Animal rights activists in Yemen have been horrified by photos circulating on social media since July 2 showing two endangered Arabian leopards that were killed.
In a country torn apart by war, tracking down hunters and poachers and bringing them to justice is almost impossible.
These photos, shared by animal rights activists in Yemen, show a man and a boy posing next to two dead leopards.
The Arabian leopard is an endangered species protected by Yemeni law. It typically lives in remote, mountainous areas, particularly in southern Yemen.
There are only about 200 left in the wild on the Arabian Peninsula. The Convention on International Trade in Endangered Species of Wild Fauna and Flora (CITES) categorises it as “threatened with extinction.”
After being alerted by citizens, the Yemeni Environment Protection Authority began an investigation and was able to find the perpetrator. We spoke to Abdelslam Al Jaabi, head of the Ad Dali’ governorate section of the Environmental Protection Authority:
‘The protection of animals just isn’t a priority considering the chaos in the region’
The two leopards were killed on July 2 in the governorate of Abyan, in the mountainous district of Lawdar. We were able to find the man who killed them. He’s a shepherd and killed them with a hunting rifle. He justified himself by saying that the leopards had attacked his sheep several times, and that he was scared for his children.
I can’t accept these kinds of explanations. It’s not unusual for poachers to target leopards and sell their hides in the markets. In any case, we’ve set up a team that will go to Lawdar to collect evidence and witness statements so that the man who did this – and any accomplices – is punished.
Unfortunately, this takes time, because the security situation in this region is so unstable. There’s not much we can do at the moment, and for the local authorities, the protection of animals just isn’t a priority considering the chaos in the region at the moment.
Since 2015, Yemen has been in the grips of a war between the government of President Abdrabbuh Mansur Hadi, recognised by the international community, and the Shiite Houthi movement. Now, there is a second conflict affecting the south of the country, where the Arabian leopard can be found. In Lawdar, Abyan, the last few weeks have seen violent fighting between Yemeni government forces and an independent movement, the Southern Transitional Council. Al Qaeda in the Arabian Peninsula fighters are also present in Abyan, and have carried out attacks against several local tribes.
Abdelslam Al Jaabi hopes that a stricter law will be put in place to protect animals, even if it will be difficult to apply it in a country at war.
I think that the law meant to protect animals is obsolete. A 2014 ministerial decision on the protection of the environment sets out that any person who kills an endangered animal should receive a fine of 60 dollars [50 euros]. It’s too small a sum. We have to make the punishment harsher, impose even bigger fines, to try and stop people from doing these sorts of things.

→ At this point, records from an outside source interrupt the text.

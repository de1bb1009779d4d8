//! Per-person reduction of candidate rows
//!
//! Queries return every qualifying row; these functions keep exactly one per
//! person. Ordering is total over the keys below, so the result does not
//! depend on the order the warehouse returned rows in (as long as row keys
//! are unique within a source).
//!
//! - latest value: greatest recency, then earliest-declared source, then
//!   greatest row key
//! - current row: greatest time, then greatest row key

use crate::StatusFields;
use chrono::NaiveDateTime;
use ssemr_reports_types::{PersonId, Value};
use std::cmp::Reverse;
use std::collections::BTreeMap;
use std::collections::btree_map::Entry;

/// A candidate value from one source row
#[derive(Debug, Clone, PartialEq, Eq)]
pub struct Candidate {
    pub person: PersonId,
    pub recency: NaiveDateTime,
    /// Position of the source in declaration order
    pub source_rank: usize,
    pub row_key: Option<i64>,
    pub value: Value,
}

impl Candidate {
    fn order_key(&self) -> (NaiveDateTime, Reverse<usize>, Option<i64>) {
        (self.recency, Reverse(self.source_rank), self.row_key)
    }
}

/// One encounter row of a current-row table
#[derive(Debug, Clone, PartialEq, Eq)]
pub struct EncounterRow {
    pub person: PersonId,
    pub time: NaiveDateTime,
    pub row_key: Option<i64>,
    pub fields: StatusFields,
}

impl EncounterRow {
    fn order_key(&self) -> (NaiveDateTime, Option<i64>) {
        (self.time, self.row_key)
    }
}

/// Keep the most recent candidate per person
pub fn latest_per_person(candidates: impl IntoIterator<Item = Candidate>) -> BTreeMap<PersonId, Candidate> {
    keep_greatest(candidates, |c| c.person, Candidate::order_key)
}

/// Keep the rank-1 (most recent) row per person
pub fn current_row_per_person(rows: impl IntoIterator<Item = EncounterRow>) -> BTreeMap<PersonId, EncounterRow> {
    keep_greatest(rows, |r| r.person, EncounterRow::order_key)
}

fn keep_greatest<T, K: Ord>(
    items: impl IntoIterator<Item = T>,
    person: impl Fn(&T) -> PersonId,
    key: impl Fn(&T) -> K,
) -> BTreeMap<PersonId, T> {
    let mut best: BTreeMap<PersonId, T> = BTreeMap::new();
    for item in items {
        match best.entry(person(&item)) {
            Entry::Vacant(slot) => {
                slot.insert(item);
            }
            Entry::Occupied(mut slot) => {
                if key(&item) > key(slot.get()) {
                    slot.insert(item);
                }
            }
        }
    }
    best
}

The leopard can be found mostly in the governorate bordering Ad Dali’ [a town in southwestern Yemen], because there are very few inhabitants and little human activity in this region.
Since 2014, we have documented 10 cases of leopards killed in Yemen, and two instances of leopards captured. Those responsible have never been found.
According to the most recent official estimations, there are around 200 leopards left in the Arabian Peninsula. But I think there are more than that now, because the last count was several years ago.
The Arabian leopard is a mostly nocturnal animal. It only goes out and hunts at night. That’s why it’s hard to film it when it’s in the wild. We’ve recently obtained a rare video where we can see it in daylight.
In April, a video showing the capture of a female leopard in the Abyan governorate scandalised environmental activists in Yemen. Two videos show the leopard shut in a cage and then tied to a log.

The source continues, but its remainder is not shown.